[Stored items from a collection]
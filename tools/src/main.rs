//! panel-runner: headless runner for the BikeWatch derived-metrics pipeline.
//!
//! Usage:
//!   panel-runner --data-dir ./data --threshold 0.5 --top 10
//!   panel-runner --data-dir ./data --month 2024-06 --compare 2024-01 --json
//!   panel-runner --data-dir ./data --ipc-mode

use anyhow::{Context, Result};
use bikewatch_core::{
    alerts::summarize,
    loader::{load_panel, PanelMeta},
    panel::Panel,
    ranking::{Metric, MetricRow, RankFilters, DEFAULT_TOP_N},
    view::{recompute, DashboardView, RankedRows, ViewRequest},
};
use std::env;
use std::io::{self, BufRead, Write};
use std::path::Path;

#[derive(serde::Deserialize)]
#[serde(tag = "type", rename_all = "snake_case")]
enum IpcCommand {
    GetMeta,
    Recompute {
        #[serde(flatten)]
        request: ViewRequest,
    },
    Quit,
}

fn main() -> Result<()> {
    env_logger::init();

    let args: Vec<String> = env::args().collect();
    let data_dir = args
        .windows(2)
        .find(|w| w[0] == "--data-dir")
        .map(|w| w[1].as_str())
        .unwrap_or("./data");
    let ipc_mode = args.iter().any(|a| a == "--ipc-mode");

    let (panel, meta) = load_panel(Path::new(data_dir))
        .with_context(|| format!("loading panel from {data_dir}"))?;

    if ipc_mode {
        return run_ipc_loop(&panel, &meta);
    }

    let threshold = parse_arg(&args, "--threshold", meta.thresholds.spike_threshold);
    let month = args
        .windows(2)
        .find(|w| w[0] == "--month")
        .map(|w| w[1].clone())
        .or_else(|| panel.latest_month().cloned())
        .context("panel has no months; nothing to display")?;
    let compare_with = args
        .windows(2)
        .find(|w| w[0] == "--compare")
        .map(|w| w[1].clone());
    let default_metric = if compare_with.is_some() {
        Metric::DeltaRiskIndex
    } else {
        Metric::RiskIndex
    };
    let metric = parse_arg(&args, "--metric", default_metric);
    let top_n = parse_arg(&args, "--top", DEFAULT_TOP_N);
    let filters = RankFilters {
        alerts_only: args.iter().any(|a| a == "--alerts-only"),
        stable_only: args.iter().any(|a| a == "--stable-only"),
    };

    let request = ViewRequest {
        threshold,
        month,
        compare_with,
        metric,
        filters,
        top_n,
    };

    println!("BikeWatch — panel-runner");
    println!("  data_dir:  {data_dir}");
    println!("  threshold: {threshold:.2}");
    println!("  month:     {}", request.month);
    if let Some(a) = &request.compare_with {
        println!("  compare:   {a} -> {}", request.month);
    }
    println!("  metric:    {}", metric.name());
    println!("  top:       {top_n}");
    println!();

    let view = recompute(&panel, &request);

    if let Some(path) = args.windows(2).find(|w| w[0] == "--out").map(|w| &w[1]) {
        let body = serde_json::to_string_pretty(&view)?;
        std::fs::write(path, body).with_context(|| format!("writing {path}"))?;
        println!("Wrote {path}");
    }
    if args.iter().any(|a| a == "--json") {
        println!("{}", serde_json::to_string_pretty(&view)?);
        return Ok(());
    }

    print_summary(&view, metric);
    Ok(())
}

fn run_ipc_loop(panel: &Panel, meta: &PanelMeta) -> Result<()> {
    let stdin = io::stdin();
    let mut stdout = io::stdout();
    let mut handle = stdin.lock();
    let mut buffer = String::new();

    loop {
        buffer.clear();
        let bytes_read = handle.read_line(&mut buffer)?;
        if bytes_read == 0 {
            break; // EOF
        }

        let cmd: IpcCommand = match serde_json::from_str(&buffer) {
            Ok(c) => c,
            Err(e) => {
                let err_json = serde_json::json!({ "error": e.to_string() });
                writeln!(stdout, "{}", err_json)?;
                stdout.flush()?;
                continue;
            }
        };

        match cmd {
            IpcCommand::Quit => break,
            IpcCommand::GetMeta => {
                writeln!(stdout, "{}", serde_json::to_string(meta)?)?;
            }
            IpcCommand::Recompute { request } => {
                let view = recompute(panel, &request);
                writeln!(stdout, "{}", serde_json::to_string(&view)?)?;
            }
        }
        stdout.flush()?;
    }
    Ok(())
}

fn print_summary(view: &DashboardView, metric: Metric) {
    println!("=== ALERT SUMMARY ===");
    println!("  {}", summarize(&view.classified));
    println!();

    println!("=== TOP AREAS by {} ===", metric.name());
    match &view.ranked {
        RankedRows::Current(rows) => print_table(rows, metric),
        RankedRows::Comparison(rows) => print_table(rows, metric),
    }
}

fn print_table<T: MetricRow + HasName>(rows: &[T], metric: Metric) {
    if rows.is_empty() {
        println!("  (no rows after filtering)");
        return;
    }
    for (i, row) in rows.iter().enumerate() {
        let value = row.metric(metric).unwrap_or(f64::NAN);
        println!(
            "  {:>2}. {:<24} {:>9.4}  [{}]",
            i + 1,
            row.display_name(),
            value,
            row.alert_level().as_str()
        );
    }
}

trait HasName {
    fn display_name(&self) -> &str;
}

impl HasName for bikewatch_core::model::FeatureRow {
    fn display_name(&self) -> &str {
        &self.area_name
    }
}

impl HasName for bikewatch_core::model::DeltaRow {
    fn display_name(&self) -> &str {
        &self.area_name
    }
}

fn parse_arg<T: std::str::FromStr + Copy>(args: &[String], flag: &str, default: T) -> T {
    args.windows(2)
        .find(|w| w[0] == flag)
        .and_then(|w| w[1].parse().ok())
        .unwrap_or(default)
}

(YOUR OBJECTIVE):
The reply should restate the records above in full, character for character.

(ANSWER SECTION):
filename tools/src/main.rs
//! panel-runner: headless runner for the BikeWatch derived-metrics pipeline.
//!
//! Usage:
//!   panel-runner --data-dir ./data --threshold 0.5 --top 10
//!   panel-runner --data-dir ./data --month 2024-06 --compare 2024-01 --json
//!   panel-runner --data-dir ./data --ipc-mode

use anyhow::{Context, Result};
use bikewatch_core::{
    alerts::summarize,
    loader::{load_panel, PanelMeta},
    panel::Panel,
    ranking::{Metric, MetricRow, RankFilters, DEFAULT_TOP_N},
    view::{recompute, DashboardView, RankedRows, ViewRequest},
};
use std::env;
use std::io::{self, BufRead, Write};
use std::path::Path;

#[derive(serde::Deserialize)]
#[serde(tag = "type", rename_all = "snake_case")]
enum IpcCommand {
    GetMeta,
    Recompute {
        #[serde(flatten)]
        request: ViewRequest,
    },
    Quit,
}

fn main() -> Result<()> {
    env_logger::init();

    let args: Vec<String> = env::args().collect();
    let data_dir = args
        .windows(2)
        .find(|w| w[0] == "--data-dir")
        .map(|w| w[1].as_str())
        .unwrap_or("./data");
    let ipc_mode = args.iter().any(|a| a == "--ipc-mode");

    let (panel, meta) = load_panel(Path::new(data_dir))
        .with_context(|| format!("loading panel from {data_dir}"))?;

    if ipc_mode {
        return run_ipc_loop(&panel, &meta);
    }

    let threshold = parse_arg(&args, "--threshold", meta.thresholds.spike_threshold);
    let month = args
        .windows(2)
        .find(|w| w[0] == "--month")
        .map(|w| w[1].clone())
        .or_else(|| panel.latest_month().cloned())
        .context("panel has no months; nothing to display")?;
    let compare_with = args
        .windows(2)
        .find(|w| w[0] == "--compare")
        .map(|w| w[1].clone());
    let default_metric = if compare_with.is_some() {
        Metric::DeltaRiskIndex
    } else {
        Metric::RiskIndex
    };
    let metric = parse_arg(&args, "--metric", default_metric);
    let top_n = parse_arg(&args, "--top", DEFAULT_TOP_N);
    let filters = RankFilters {
        alerts_only: args.iter().any(|a| a == "--alerts-only"),
        stable_only: args.iter().any(|a| a == "--stable-only"),
    };

    let request = ViewRequest {
        threshold,
        month,
        compare_with,
        metric,
        filters,
        top_n,
    };

    println!("BikeWatch — panel-runner");
    println!("  data_dir:  {data_dir}");
    println!("  threshold: {threshold:.2}");
    println!("  month:     {}", request.month);
    if let Some(a) = &request.compare_with {
        println!("  compare:   {a} -> {}", request.month);
    }
    println!("  metric:    {}", metric.name());
    println!("  top:       {top_n}");
    println!();

    let view = recompute(&panel, &request);

    if let Some(path) = args.windows(2).find(|w| w[0] == "--out").map(|w| &w[1]) {
        let body = serde_json::to_string_pretty(&view)?;
        std::fs::write(path, body).with_context(|| format!("writing {path}"))?;
        println!("Wrote {path}");
    }
    if args.iter().any(|a| a == "--json") {
        println!("{}", serde_json::to_string_pretty(&view)?);
        return Ok(());
    }

    print_summary(&view, metric);
    Ok(())
}

fn run_ipc_loop(panel: &Panel, meta: &PanelMeta) -> Result<()> {
    let stdin = io::stdin();
    let mut stdout = io::stdout();
    let mut handle = stdin.lock();
    let mut buffer = String::new();

    loop {
        buffer.clear();
        let bytes_read = handle.read_line(&mut buffer)?;
        if bytes_read == 0 {
            break; // EOF
        }

        let cmd: IpcCommand = match serde_json::from_str(&buffer) {
            Ok(c) => c,
            Err(e) => {
                let err_json = serde_json::json!({ "error": e.to_string() });
                writeln!(stdout, "{}", err_json)?;
                stdout.flush()?;
                continue;
            }
        };

        match cmd {
            IpcCommand::Quit => break,
            IpcCommand::GetMeta => {
                writeln!(stdout, "{}", serde_json::to_string(meta)?)?;
            }
            IpcCommand::Recompute { request } => {
                let view = recompute(panel, &request);
                writeln!(stdout, "{}", serde_json::to_string(&view)?)?;
            }
        }
        stdout.flush()?;
    }
    Ok(())
}

fn print_summary(view: &DashboardView, metric: Metric) {
    println!("=== ALERT SUMMARY ===");
    println!("  {}", summarize(&view.classified));
    println!();

    println!("=== TOP AREAS by {} ===", metric.name());
    match &view.ranked {
        RankedRows::Current(rows) => print_table(rows, metric),
        RankedRows::Comparison(rows) => print_table(rows, metric),
    }
}

fn print_table<T: MetricRow + HasName>(rows: &[T], metric: Metric) {
    if rows.is_empty() {
        println!("  (no rows after filtering)");
        return;
    }
    for (i, row) in rows.iter().enumerate() {
        let value = row.metric(metric).unwrap_or(f64::NAN);
        println!(
            "  {:>2}. {:<24} {:>9.4}  [{}]",
            i + 1,
            row.display_name(),
            value,
            row.alert_level().as_str()
        );
    }
}

trait HasName {
    fn display_name(&self) -> &str;
}

impl HasName for bikewatch_core::model::FeatureRow {
    fn display_name(&self) -> &str {
        &self.area_name
    }
}

impl HasName for bikewatch_core::model::DeltaRow {
    fn display_name(&self) -> &str {
        &self.area_name
    }
}

fn parse_arg<T: std::str::FromStr + Copy>(args: &[String], flag: &str, default: T) -> T {
    args.windows(2)
        .find(|w| w[0] == flag)
        .and_then(|w| w[1].parse().ok())
        .unwrap_or(default)
}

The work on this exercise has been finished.